Curiosity denotes the human desire to know. The perennial lure of this impulse has been described since Antiquity in a variety of ways, and, not surprisingly, 21st-century researchers of philosophy, religion, science, and the arts continue to grapple with it. A mark of its complexity is clear in that curiosity is both a subjective and objective field of study, involving both mental attitudes and/or physical objects of contemplation.
In his influential study, Blumenberg equated the evolution of Modernity as the result of the progressive rethinking of curiosity from a vice to a constructive epistemic virtue (Blumenberg 1985). It is this change in attitude that made possible the Scientific Revolution, philosophical and artistic exploration, and advances that we identify as hallmarks of our Modern world. And, as a result, it is no wonder that the 17th century is frequently called “The Age of Curiosity”.
What has emerged more recently from the study of curiosity by scholars such as Foucault, Greenblatt, Kenny, Daston, and Park, to name a few, is the diversity, ambiguity, and even contradictions at issue. In fact, as Evans and Marr affirm, a meaningful study of curiosity during the Early Modern period must necessarily take into account “How curiosity… changed or remained stable over time and in different contexts from place to place” (Evans 2006).
The essays included in this volume reflect the diverse vantage points at issue in defining curiosity in Early Modern Iberia and the New World.
“Curiosity has always been a chameleonic quality”, in the words of Susan Byrne. Her analysis begins with two ancient narratives: Plotinus’s 3rd-century belief that overweening curiosity led to the creation of time and to chaos and his supposed contemporary Hermes Trismegistus, who viewed curiosity as a function of Narcissism. Byrne explores two Spanish rethinkings of these curiosity stories by two of Early Modern Spain’s most illustrious writers—the mystical poet San Juan de la Cruz and the brilliant prose stylist Baltazar Gracián.

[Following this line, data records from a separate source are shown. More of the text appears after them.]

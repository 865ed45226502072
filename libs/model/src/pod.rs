use serde::{Deserialize, Serialize};

use crate::meta::ObjectMeta;

#[derive(Serialize, Deserialize, Debug, Clone, Copy, PartialEq, Eq)]
#[serde(rename_all = "UPPERCASE")]
pub enum Protocol {
    Tcp,
    Udp,
}

impl Default for Protocol {
    fn default() -> Self {
        Protocol::Tcp
    }
}

#[derive(Serialize, Deserialize, Debug, Clone, Copy, PartialEq, Eq)]
#[serde(rename_all = "camelCase")]
pub struct ContainerPort {
    pub container_port: u16,
    #[serde(default)]
    pub protocol: Protocol,
}

#[derive(Serialize, Deserialize, Debug, Clone, Copy, PartialEq, Eq, Default)]
#[serde(rename_all = "camelCase")]
pub struct ResourceRequirements {
    pub cpu_millis: Option<u32>,
    pub memory_bytes: Option<u64>,
}

#[derive(Serialize, Deserialize, Debug, Clone, PartialEq, Eq)]
#[serde(rename_all = "camelCase")]
pub struct VolumeMount {
    pub name: String,
    pub mount_path: String,
    #[serde(default)]
    pub read_only: bool,
}

/// Binds a volume name used by `VolumeMount`s to a PersistentVolumeClaim in the
/// same namespace (spec.md §3, Pod.spec.volumes).
#[derive(Serialize, Deserialize, Debug, Clone, PartialEq, Eq)]
#[serde(rename_all = "camelCase")]
pub struct VolumeRef {
    pub name: String,
    pub claim_name: String,
}

/// Security settings that can be set at Pod level, Container level, or both.
/// Container-level fields win; unset container fields fall back to the Pod's,
/// per the merge rule in `original_source/pkg/config/containerConfig.py`
/// (SPEC_FULL.md §3).
#[derive(Serialize, Deserialize, Debug, Clone, PartialEq, Eq, Default)]
#[serde(rename_all = "camelCase")]
pub struct SecurityContext {
    pub run_as_user: Option<u32>,
    pub run_as_group: Option<u32>,
    #[serde(default)]
    pub capabilities_add: Vec<String>,
    #[serde(default)]
    pub capabilities_drop: Vec<String>,
    pub read_only_root_filesystem: Option<bool>,
    pub privileged: Option<bool>,
    #[serde(default)]
    pub supplemental_groups: Vec<u32>,
}

impl SecurityContext {
    /// Merges a Pod-level and Container-level context: scalar fields take the
    /// container's value if set, else the pod's; capability/group lists union
    /// pod-then-container (duplicates dropped, order preserved).
    pub fn merge(pod: Option<&SecurityContext>, container: Option<&SecurityContext>) -> Self {
        let pod = pod.cloned().unwrap_or_default();
        let container = container.cloned().unwrap_or_default();

        let mut caps_add = pod.capabilities_add.clone();
        for c in container.capabilities_add {
            if !caps_add.contains(&c) {
                caps_add.push(c);
            }
        }
        let mut caps_drop = pod.capabilities_drop.clone();
        for c in container.capabilities_drop {
            if !caps_drop.contains(&c) {
                caps_drop.push(c);
            }
        }
        let mut groups = pod.supplemental_groups.clone();
        for g in container.supplemental_groups {
            if !groups.contains(&g) {
                groups.push(g);
            }
        }

        SecurityContext {
            run_as_user: container.run_as_user.or(pod.run_as_user),
            run_as_group: container.run_as_group.or(pod.run_as_group),
            capabilities_add: caps_add,
            capabilities_drop: caps_drop,
            read_only_root_filesystem: container
                .read_only_root_filesystem
                .or(pod.read_only_root_filesystem),
            privileged: container.privileged.or(pod.privileged),
            supplemental_groups: groups,
        }
    }
}

#[derive(Serialize, Deserialize, Debug, Clone, PartialEq)]
#[serde(rename_all = "camelCase")]
pub struct ContainerSpec {
    pub name: String,
    pub image: String,
    #[serde(default)]
    pub command: Vec<String>,
    #[serde(default)]
    pub args: Vec<String>,
    #[serde(default)]
    pub ports: Vec<ContainerPort>,
    #[serde(default)]
    pub resources: ResourceRequirements,
    #[serde(default)]
    pub volume_mounts: Vec<VolumeMount>,
    pub security_context: Option<SecurityContext>,
}

#[derive(Serialize, Deserialize, Debug, Clone, PartialEq, Default)]
#[serde(rename_all = "camelCase")]
pub struct PodSpec {
    pub containers: Vec<ContainerSpec>,
    #[serde(default)]
    pub volumes: Vec<VolumeRef>,
    #[serde(default)]
    pub node_selector: std::collections::BTreeMap<String, String>,
    pub security_context: Option<SecurityContext>,
}

#[derive(Serialize, Deserialize, Debug, Clone, Copy, PartialEq, Eq)]
#[serde(rename_all = "camelCase")]
pub enum PodPhase {
    Creating,
    Running,
    Failed,
    Terminated,
}

#[derive(Serialize, Deserialize, Debug, Clone, PartialEq, Default)]
#[serde(rename_all = "camelCase")]
pub struct PodStatus {
    pub phase: Option<PodPhase>,
    pub subnet_ip: Option<String>,
    pub node_name: Option<String>,
    pub message: Option<String>,
    /// Scalar in `[0, 1]` reported by the node agent on each heartbeat; the only
    /// load signal this system has (spec.md §4.5 HPAController: "a pseudo-metric
    /// in this system"). `None` until the node agent reports one.
    pub load: Option<f64>,
}

#[derive(Serialize, Deserialize, Debug, Clone, PartialEq)]
pub struct Pod {
    pub meta: ObjectMeta,
    pub spec: PodSpec,
    #[serde(default)]
    pub status: PodStatus,
}

impl Pod {
    pub fn new(meta: ObjectMeta, spec: PodSpec) -> Self {
        Self {
            meta,
            spec,
            status: PodStatus {
                phase: Some(PodPhase::Creating),
                ..Default::default()
            },
        }
    }

    /// Effective security context for a given container, after pod/container merge.
    pub fn effective_security_context(&self, container: &ContainerSpec) -> SecurityContext {
        SecurityContext::merge(
            self.spec.security_context.as_ref(),
            container.security_context.as_ref(),
        )
    }
}

#[cfg(test)]
mod tests {
    use super::*;

    #[test]
    fn container_overrides_pod_scalars() {
        let pod_ctx = SecurityContext {
            run_as_user: Some(1000),
            privileged: Some(false),
            ..Default::default()
        };
        let container_ctx = SecurityContext {
            run_as_user: Some(2000),
            ..Default::default()
        };
        let merged = SecurityContext::merge(Some(&pod_ctx), Some(&container_ctx));
        assert_eq!(merged.run_as_user, Some(2000));
        assert_eq!(merged.privileged, Some(false));
    }

    #[test]
    fn capability_lists_union_without_duplicates() {
        let pod_ctx = SecurityContext {
            capabilities_add: vec!["NET_ADMIN".into()],
            ..Default::default()
        };
        let container_ctx = SecurityContext {
            capabilities_add: vec!["NET_ADMIN".into(), "SYS_TIME".into()],
            ..Default::default()
        };
        let merged = SecurityContext::merge(Some(&pod_ctx), Some(&container_ctx));
        assert_eq!(merged.capabilities_add, vec!["NET_ADMIN", "SYS_TIME"]);
    }

    #[test]
    fn missing_contexts_merge_to_default() {
        let merged = SecurityContext::merge(None, None);
        assert_eq!(merged, SecurityContext::default());
    }
}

After her review of speculative curiosity is these two authors, Byrne demonstrates how “curiosity begat Modernity”.
Acknowledging the polysemy of the concept labeled as “curiosity”, Javier Patiño Loira focuses on the two distinct meanings that it represented in Early Modern sources and Modern attempts to reconcile their differences. Basing himself on the writings of the famed Jesuit Juan Eusebio Nirenberg, Patiño departs from our contemporary notions of curiosity, recontextualizing them in way that “what might strike us today as two different and largely unrelated concepts haphazardly clustered in ‘curiosity’ were in fact perceived as two sides of the same reality”.
During the early Modern period, as definitions of curiosity were being rethought, so were literary genres. The miscellany is a case in point. Mercedes Alcalá explores this narrative form that offers its readers a wealth of information on unconventional topics—from the arcane to the folkloric. Julián Iñiguez de Medrano’s unique La silva curiosa (1608) was written, among other reasons, to help the French Queen and author of the Heptameron, Marguerite de Navarre, perfect her Spanish language skills. Its context is surprising, sometimes Gothic in its gruesome subject matter, casting “the curious as synonymous with the bizarre, extraordinary, marvelous”.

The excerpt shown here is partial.